Meteorological history
- Formed: December 2, 2007
- Dissipated: December 10, 2007

Category 4 severe tropical cyclone
- 10-minute sustained (FMS)
- Highest winds: 185 km/h (115 mph)
- Lowest pressure: 925 hPa (mbar); 27.32 inHg

Category 3-equivalent tropical cyclone
- 1-minute sustained (SSHWS/JTWC)
- Highest winds: 205 km/h (125 mph)
- Lowest pressure: 941 hPa (mbar); 27.79 inHg

Overall effects
- Fatalities: None
- Damage: $330,000 (2007 USD)
- Areas affected: Fiji
- IBTrACS
- Part of the 2007–08 South Pacific cyclone season

= Cyclone Daman =

Category 4 South Pacific cyclone in 2007

Severe Tropical Cyclone Daman was the strongest cyclone of the 2007–08 South Pacific cyclone season. Cyclone Daman was the fourth tropical depression and the first severe tropical cyclone to form east of longitude 180° during the 2007–08 South Pacific cyclone season. Due to the severity of the storm, the name Daman was retired and replaced with Denia.

On December 3, the Regional Specialized Meteorological Centre (RSMC) in Nadi, Fiji, upgraded a tropical disturbance, located to the west of the Solomon Islands, to Tropical Depression 04F. On December 5, as the depression moved towards the west into the Fijian archipelago, both the Joint Typhoon Warning Center (JTWC) and RSMC Nadi upgraded it to Cyclone Daman. On December 7 the cyclone reached its peak intensity with winds of 185 km/h, (115 mph 10-minute sustained) which made Daman a Category 4 cyclone on the Australian Tropical Cyclone Intensity Scale. Later that day Daman also reached its peak intensity by 1-minute means with winds of 205 km/h (125 mph) which made it a category 3 tropical cyclone on the Saffir–Simpson scale. Early on December 8, Cyclone Daman brushed by the Fijian island of Cikobia-i-Lau, causing damage to housing, crops and vegetation. Daman then weakened the next day into a tropical depression and dissipated on December 10.
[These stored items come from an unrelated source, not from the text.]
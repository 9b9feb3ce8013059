//! Routine and parameter catalog.
//!
//! Routines arrive from stations and are never updated in place: a second
//! import of the same name on the same station is skipped. Parameter sets
//! change only through the administration calls.

use std::collections::HashSet;
use std::sync::Arc;

use tracing::{info, warn};

use crate::error::{AppResult, LabError};
use crate::model::{
    DataType, Parameter, ParameterId, Routine, RoutineId, StationId, TypedValue,
};
use crate::store::{ParameterScope, Store};

/// A parameter as advertised by a station.
#[derive(Debug, Clone, PartialEq, Eq)]
pub struct ParameterDefinition {
    pub name: String,
    /// Type name as sent by the station (`float`, `int`, `str`, `bool`, ...).
    pub data_type: String,
    pub unit: String,
}

/// A routine as advertised by a station, parameters in station order.
#[derive(Debug, Clone, PartialEq, Eq)]
pub struct RoutineDefinition {
    pub name: String,
    pub parameters: Vec<ParameterDefinition>,
}

/// Outcome of [`Catalog::import_routines`].
#[derive(Debug, Clone, Default, PartialEq, Eq)]
pub struct RoutineImportReport {
    pub created: Vec<(RoutineId, String)>,
    /// Routine names already registered on the station.
    pub skipped: Vec<String>,
}

#[derive(Debug, Clone)]
pub struct Catalog {
    store: Arc<Store>,
}

impl Catalog {
    pub fn new(store: Arc<Store>) -> Self {
        Self { store }
    }

    /// Create and register every routine not yet known to the station.
    ///
    /// New parameters start dynamic with a default of `0.0` cast to their
    /// type. Unknown type names fall back to `str`.
    pub fn import_routines(
        &self,
        station_id: StationId,
        definitions: &[RoutineDefinition],
    ) -> AppResult<RoutineImportReport> {
        let report = self.store.write(|t| {
            let mut known: HashSet<String> = {
                let station = t.station(station_id)?;
                station
                    .routine_ids
                    .iter()
                    .filter_map(|id| t.routines.get(id))
                    .map(|r| r.name.clone())
                    .collect()
            };

            let mut report = RoutineImportReport::default();
            for def in definitions {
                if !known.insert(def.name.clone()) {
                    warn!(
                        station = %station_id,
                        routine = %def.name,
                        "routine already registered on station, skipping"
                    );
                    report.skipped.push(def.name.clone());
                    continue;
                }

                let mut parameter_ids = Vec::with_capacity(def.parameters.len());
                for p in &def.parameters {
                    let data_type = p.data_type.parse::<DataType>().unwrap_or_else(|_| {
                        warn!(
                            routine = %def.name,
                            parameter = %p.name,
                            data_type = %p.data_type,
                            "unknown data type, storing as str"
                        );
                        DataType::Str
                    });
                    let id = ParameterId(t.allocate_id());
                    let default_value = TypedValue::cast(data_type, "0.0")
                        .unwrap_or_else(|_| TypedValue::initial(data_type));
                    t.parameters.insert(
                        id,
                        Parameter {
                            id,
                            name: p.name.clone(),
                            unit: p.unit.clone(),
                            note: None,
                            data_type,
                            is_static: false,
                            default_value,
                        },
                    );
                    parameter_ids.push(id);
                }

                let routine_id = RoutineId(t.allocate_id());
                t.routines.insert(
                    routine_id,
                    Routine {
                        id: routine_id,
                        name: def.name.clone(),
                        note: None,
                        parameter_ids,
                    },
                );
                t.station_mut(station_id)?.routine_ids.push(routine_id);
                report.created.push((routine_id, def.name.clone()));
            }
            Ok(report)
        })?;

        info!(
            station = %station_id,
            created = report.created.len(),
            skipped = report.skipped.len(),
            "routines imported"
        );
        Ok(report)
    }

    /// Flip the static flag. Returns the new state.
    pub fn toggle_static(&self, parameter_id: ParameterId) -> AppResult<bool> {
        self.store.write(|t| {
            let param = t.parameter_mut(parameter_id)?;
            param.is_static = !param.is_static;
            Ok(param.is_static)
        })
    }

    /// Cast `raw` with the parameter's type and store it as the default.
    pub fn set_default_value(&self, parameter_id: ParameterId, raw: &str) -> AppResult<TypedValue> {
        self.store.write(|t| {
            let param = t.parameter_mut(parameter_id)?;
            let value = TypedValue::cast(param.data_type, raw).map_err(|e| {
                LabError::validation(format!("Default for parameter {}: {e}", param.name))
            })?;
            param.default_value = value.clone();
            Ok(value)
        })
    }

    pub fn routine(&self, id: RoutineId) -> AppResult<Routine> {
        self.store.read(|t| t.routine(id).cloned())
    }

    pub fn parameter(&self, id: ParameterId) -> AppResult<Parameter> {
        self.store.read(|t| t.parameter(id).cloned())
    }

    /// Routines registered on a station, in registration order.
    pub fn station_routines(&self, station_id: StationId) -> AppResult<Vec<Routine>> {
        self.store.read(|t| {
            t.station(station_id)?
                .routine_ids
                .iter()
                .map(|id| t.routine(*id).cloned())
                .collect()
        })
    }

    /// Parameters of a routine in declared order.
    pub fn parameters(&self, routine_id: RoutineId, scope: ParameterScope) -> AppResult<Vec<Parameter>> {
        self.store.read(|t| {
            Ok(t
                .routine_parameters(routine_id, scope)?
                .into_iter()
                .cloned()
                .collect())
        })
    }

    pub fn parameter_names(&self, routine_id: RoutineId, scope: ParameterScope) -> AppResult<Vec<String>> {
        self.store.read(|t| {
            Ok(t
                .routine_parameters(routine_id, scope)?
                .into_iter()
                .map(|p| p.name.clone())
                .collect())
        })
    }

    // -------------------------------------------------------------------------
    // Administration
    // -------------------------------------------------------------------------

    pub fn rename_routine(&self, id: RoutineId, name: &str, note: Option<String>) -> AppResult<Routine> {
        let name = name.trim();
        if name.is_empty() {
            return Err(LabError::validation("Routine name must not be empty"));
        }
        self.store.write(|t| {
            let routine = t.routine_mut(id)?;
            routine.name = name.to_string();
            routine.note = note;
            Ok(routine.clone())
        })
    }

    /// Replace a routine's ordered parameter list.
    pub fn set_routine_parameters(&self, id: RoutineId, parameter_ids: Vec<ParameterId>) -> AppResult<Routine> {
        self.store.write(|t| {
            let mut seen = HashSet::new();
            let mut names = HashSet::new();
            for pid in &parameter_ids {
                let param = t.parameter(*pid)?;
                if !seen.insert(*pid) {
                    return Err(LabError::validation(format!(
                        "Parameter {pid} listed twice"
                    )));
                }
                if !names.insert(param.name.clone()) {
                    return Err(LabError::validation(format!(
                        "Parameter name '{}' listed twice",
                        param.name
                    )));
                }
            }
            let routine = t.routine_mut(id)?;
            routine.parameter_ids = parameter_ids;
            info!(routine = %id, parameters = routine.parameter_ids.len(), "routine parameters replaced");
            Ok(routine.clone())
        })
    }

    /// Delete a routine and the parameters only it uses. Rejected while any
    /// stage is bound to it.
    pub fn delete_routine(&self, id: RoutineId) -> AppResult<()> {
        self.store.write(|t| {
            let routine = t.routine(id)?.clone();
            if let Some(stage) = t.stages.values().find(|s| s.routine_id == id) {
                return Err(LabError::validation(format!(
                    "Routine '{}' is still used by stage '{}'",
                    routine.name, stage.name
                )));
            }
            t.routines.remove(&id);
            for station in t.stations.values_mut() {
                station.routine_ids.retain(|r| *r != id);
            }
            let still_used: HashSet<ParameterId> = t
                .routines
                .values()
                .flat_map(|r| r.parameter_ids.iter().copied())
                .collect();
            for pid in routine.parameter_ids {
                if !still_used.contains(&pid) {
                    t.parameters.remove(&pid);
                }
            }
            info!(routine = %id, "routine deleted");
            Ok(())
        })
    }
}

#[cfg(test)]
mod tests {
    use super::*;
    use crate::registry::{StationRegistry, StationSpec};
    use tracing_test::traced_test;

    fn titration() -> RoutineDefinition {
        RoutineDefinition {
            name: "Titration".into(),
            parameters: vec![
                ParameterDefinition {
                    name: "temp".into(),
                    data_type: "float".into(),
                    unit: "C".into(),
                },
                ParameterDefinition {
                    name: "cycles".into(),
                    data_type: "int".into(),
                    unit: "".into(),
                },
                ParameterDefinition {
                    name: "base_name".into(),
                    data_type: "string".into(),
                    unit: "".into(),
                },
            ],
        }
    }

    fn setup() -> (Catalog, StationId) {
        let store = Arc::new(Store::new());
        let station = StationRegistry::new(store.clone())
            .add_station(StationSpec {
                name: "bench".into(),
                address: "127.0.0.1:9000".into(),
                api_key: None,
                location: None,
            })
            .unwrap();
        (Catalog::new(store), station.id)
    }

    #[test]
    fn test_import_creates_parameters_in_order() {
        let (catalog, station) = setup();
        let report = catalog.import_routines(station, &[titration()]).unwrap();
        assert_eq!(report.created.len(), 1);

        let routine_id = report.created[0].0;
        let names = catalog
            .parameter_names(routine_id, ParameterScope::All)
            .unwrap();
        assert_eq!(names, vec!["temp", "cycles", "base_name"]);

        let params = catalog.parameters(routine_id, ParameterScope::All).unwrap();
        assert!(params.iter().all(|p| !p.is_static));
        assert_eq!(params[0].default_value, TypedValue::Float(0.0));
        assert_eq!(params[1].default_value, TypedValue::Int(0));
        assert_eq!(params[2].default_value, TypedValue::Str("0.0".into()));
    }

    #[test]
    #[traced_test]
    fn test_duplicate_routine_is_skipped_with_warning() {
        let (catalog, station) = setup();
        catalog.import_routines(station, &[titration()]).unwrap();
        let report = catalog.import_routines(station, &[titration()]).unwrap();

        assert!(report.created.is_empty());
        assert_eq!(report.skipped, vec!["Titration".to_string()]);
        assert_eq!(catalog.station_routines(station).unwrap().len(), 1);
        assert!(logs_contain("routine already registered on station"));
    }

    #[test]
    fn test_toggle_and_default() {
        let (catalog, station) = setup();
        let report = catalog.import_routines(station, &[titration()]).unwrap();
        let params = catalog
            .parameters(report.created[0].0, ParameterScope::All)
            .unwrap();

        assert!(catalog.toggle_static(params[2].id).unwrap());
        assert!(!catalog.toggle_static(params[2].id).unwrap());

        assert_eq!(
            catalog.set_default_value(params[1].id, "3,6").unwrap(),
            TypedValue::Int(4)
        );
        assert!(catalog.set_default_value(params[0].id, "warm").is_err());
    }

    #[test]
    fn test_unknown_type_falls_back_to_str() {
        let (catalog, station) = setup();
        let def = RoutineDefinition {
            name: "Odd".into(),
            parameters: vec![ParameterDefinition {
                name: "shape".into(),
                data_type: "polygon".into(),
                unit: "".into(),
            }],
        };
        let report = catalog.import_routines(station, &[def]).unwrap();
        let params = catalog
            .parameters(report.created[0].0, ParameterScope::All)
            .unwrap();
        assert_eq!(params[0].data_type, DataType::Str);
    }

    #[test]
    fn test_set_routine_parameters_rejects_duplicates() {
        let (catalog, station) = setup();
        let report = catalog.import_routines(station, &[titration()]).unwrap();
        let routine_id = report.created[0].0;
        let params = catalog.parameters(routine_id, ParameterScope::All).unwrap();

        let reordered = catalog
            .set_routine_parameters(routine_id, vec![params[2].id, params[0].id])
            .unwrap();
        assert_eq!(reordered.parameter_ids, vec![params[2].id, params[0].id]);

        assert!(catalog
            .set_routine_parameters(routine_id, vec![params[0].id, params[0].id])
            .is_err());
    }

    #[test]
    fn test_delete_routine_removes_registration() {
        let (catalog, station) = setup();
        let report = catalog.import_routines(station, &[titration()]).unwrap();
        catalog.delete_routine(report.created[0].0).unwrap();
        assert!(catalog.station_routines(station).unwrap().is_empty());
    }
}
==Meteorological history==

On December 2, the United States Joint Typhoon Warning Center started to monitor a tropical disturbance that had developed within the South Pacific Convergence Zone, about 160 nmi to the northwest of Apia, Samoa.

During December 3, the Fiji Meteorological Service and the United States Joint Typhoon Warning Center reported that an area of atmospheric convection, had persisted about 1000 km to the north-west of Suva the capital of Fiji. At this time the system was located within an area of minimal vertical wind shear and warm sea surface temperatures. Over the next two days, the depression moved towards the west, conditions surrounding the depression barely changed and as a result the depression steadily intensified. Early on December 5, the system had convective bands spiraling into and wrapping tightly around the low level circulation center. As a result of this, the JTWC started advisories on Tropical Cyclone 05P, with winds equivalent to a tropical storm. At 0200 UTC, RSMC Nadi reported that the tropical depression had intensified into a category one tropical cyclone on the Australian tropical cyclone intensity scale and named it as Daman. During that day Daman passed over Rotuma island while gradually intensifying further.
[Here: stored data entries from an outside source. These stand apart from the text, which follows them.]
mod common;

use common::{lab, lab_with, settings};
use serde_json::json;
use std::time::Duration;

use labflow::station::{Method, MockReply, MonitorEvent, MonitorKind, StopReason};

const WAIT: Duration = Duration::from_secs(5);

async fn next_event(handle: &mut labflow::station::MonitorHandle) -> MonitorEvent {
    tokio::time::timeout(WAIT, handle.next())
        .await
        .expect("monitor event timed out")
        .expect("monitor ended")
}

#[tokio::test]
async fn test_updates_stream_carries_timestamp_forward() {
    let lab = lab().await;
    lab.mock.push(
        Method::Post,
        "get_updates",
        MockReply::json(json!({"timestamp": 100, "updates": {"pump": {"flow": 1.5}}})),
    );
    lab.mock.always(
        Method::Post,
        "get_updates",
        MockReply::json(json!({"timestamp": 200, "updates": {}})),
    );

    let mut handle = lab
        .service
        .client()
        .monitor(lab.station, MonitorKind::Updates)
        .unwrap();
    let first = next_event(&mut handle).await;
    assert_eq!(
        first.to_sse().unwrap(),
        "data:{\"timestamp\":100,\"updates\":{\"pump\":{\"flow\":1.5}}}\n\n"
    );
    next_event(&mut handle).await;
    handle.shutdown().await;

    let requests = lab.mock.requests_to("get_updates");
    assert!(requests.len() >= 2);
    assert_eq!(requests[0].form_value("from_timestamp"), None);
    assert_eq!(requests[1].form_value("from_timestamp"), Some("100"));
}

#[tokio::test]
async fn test_stream_backs_off_and_recovers() {
    let lab = lab().await;
    lab.mock
        .push(Method::Post, "station_run_tables", MockReply::unreachable());
    lab.mock.push(
        Method::Post,
        "station_run_tables",
        MockReply::status(503, "busy"),
    );
    lab.mock.always(
        Method::Post,
        "station_run_tables",
        MockReply::json(json!([{"state": "Queued", "parameters": {}}])),
    );

    let mut handle = lab
        .service
        .client()
        .monitor(lab.station, MonitorKind::RunTables)
        .unwrap();
    match next_event(&mut handle).await {
        MonitorEvent::Payload(payload) => assert_eq!(payload[0]["state"], "Queued"),
        other => panic!("unexpected event: {other:?}"),
    }
    handle.shutdown().await;
    assert!(lab.mock.requests_to("station_run_tables").len() >= 3);
}

#[tokio::test]
async fn test_stream_gives_up_after_failure_ceiling() {
    let mut settings = settings();
    settings.monitor.max_consecutive_failures = Some(3);
    let lab = lab_with(settings).await;
    lab.mock
        .always(Method::Post, "get_updates", MockReply::unreachable());

    let mut handle = lab
        .service
        .client()
        .monitor(lab.station, MonitorKind::Updates)
        .unwrap();
    match next_event(&mut handle).await {
        MonitorEvent::Stopped(StopReason::TooManyFailures { failures, .. }) => {
            assert_eq!(failures, 3)
        }
        other => panic!("unexpected event: {other:?}"),
    }
    assert!(tokio::time::timeout(WAIT, handle.next())
        .await
        .unwrap()
        .is_none());
}

#[tokio::test]
async fn test_stop_signal_cancels_stream() {
    let lab = lab().await;
    lab.mock.always(
        Method::Post,
        "get_updates",
        MockReply::json(json!({"timestamp": 1, "updates": {}})),
    );
    let mut handle = lab
        .service
        .client()
        .monitor(lab.station, MonitorKind::Updates)
        .unwrap();
    next_event(&mut handle).await;
    handle.stop();

    loop {
        match next_event(&mut handle).await {
            MonitorEvent::Payload(_) => continue,
            MonitorEvent::Stopped(reason) => {
                assert_eq!(reason, StopReason::Cancelled);
                break;
            }
        }
    }
}

#[tokio::test]
async fn test_overview_normalization_and_offline() {
    let lab = lab().await;
    lab.mock.push(
        Method::Post,
        "station_overview",
        MockReply::json(json!({
            "status": "ready",
            "running_experiment_name": "",
            "total_experiments_queued": 5,
            "current_run_number": ""
        })),
    );
    let overview = lab
        .service
        .client()
        .station_overview(lab.station)
        .await
        .unwrap();
    assert_eq!(overview.status, "ready - Queue finished");
    assert_eq!(overview.current_run_number, json!(5));

    lab.mock
        .push(Method::Post, "station_overview", MockReply::unreachable());
    let all = lab.service.client().overview_all().await.unwrap();
    assert_eq!(all.len(), 1);
    assert_eq!(all[0].1.status, "offline");
}

#[tokio::test]
async fn test_active_experiment_parameters() {
    let lab = lab().await;
    lab.mock.always(
        Method::Post,
        "station_run_tables",
        MockReply::json(json!([
            {"state": "Finished", "parameters": {"temp": 20.0}},
            {"state": "Running", "parameters": {"temp": 7.5, "base_name": "NaOH"}}
        ])),
    );
    let params = lab
        .service
        .client()
        .active_experiment_parameters(lab.station)
        .await
        .unwrap()
        .unwrap();
    assert_eq!(params["temp"], json!(7.5));
    assert_eq!(
        lab.service
            .client()
            .active_experiment_value(lab.station, "base_name")
            .await
            .unwrap(),
        Some(json!("NaOH"))
    );

    lab.mock.push(Method::Post, "start", MockReply::ok());
    lab.service.client().start_station(lab.station).await.unwrap();
    lab.mock
        .push(Method::Post, "stop", MockReply::status(409, "not running"));
    assert!(lab.service.client().stop_station(lab.station).await.is_err());
}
At 0600 UTC, on December 6, the JTWC reported that Daman had intensified into a category one tropical cyclone on the Saffir–Simpson hurricane scale. Shortly after this, the cyclone made an abrupt turn and started to move towards the east instead of moving towards the south. Later that day at 1200 UTC, RSMC Nadi reported that Daman had intensified into a category three severe tropical cyclone as it was now sporting a cloud filled eye. The cyclone continued to intensify over the next 12 hours becoming a category four severe tropical cyclone at 0000 UTC on December 7. At that time RSMC Nadi forecasted, that there was a possibility that Daman could become a category five severe tropical cyclone, with windspeeds of 215 km/h, (130 mph), within 12 hours. However six hours later as the general organization of the eye had weakened, RSMC Nadi reported that the cyclone had peaked as a category four severe tropical cyclone with ten-minute winds of 195 km/h, (120 mph) and a peak pressure of 925 hPa. The JTWC also reported that Cyclone Daman had peaked with one-minute winds of 195 km/h, (120 mph). In their post storm analysis, both RSMC Nadi and the JTWC revised their estimated peak windspeeds, with RSMC Nadi lowering their estimated windspeeds to 185 km/h, (115 mph), while the JTWC elevated their estimates to 205 km/h, (125 mph). As the Cyclone peaked in intensity, it started to accelerate towards the southeast and passed over or close to Thikombia island, before becoming under the influence of a mid-level ridge of high pressure. As it came under the influence of the mid-level ridge of high pressure, Daman turned once more and started to move slowly towards the southeast, into an area of strengthening vertical windshear and cooler sea surface temperatures. As a result, Daman rapidly weakened during December 8, before both the next day as the system moved through the Lau Islands, both the JTWC and RSMC Nadi reported that it had weakened into a tropical depression. The final advisories on the system were issued the next day as Daman merged with a frontal system.

==Effects==
Severe Tropical Cyclone Daman impacted Fiji and its dependency of Rotuma between December 5 – 9, where it caused about F$500,000 (2007) ($330,000 US$2007) worth of damage. On December 5, the FMS issued a gale warning for Rotuma and warned that Daman was expected to pass near or over the Fijian dependency. The system subsequently passed over the island later that day, where it caused no serious damage, but pushed the cruise ship MV Lycianda on to a reef which suffered some damage to its rudders and propellers.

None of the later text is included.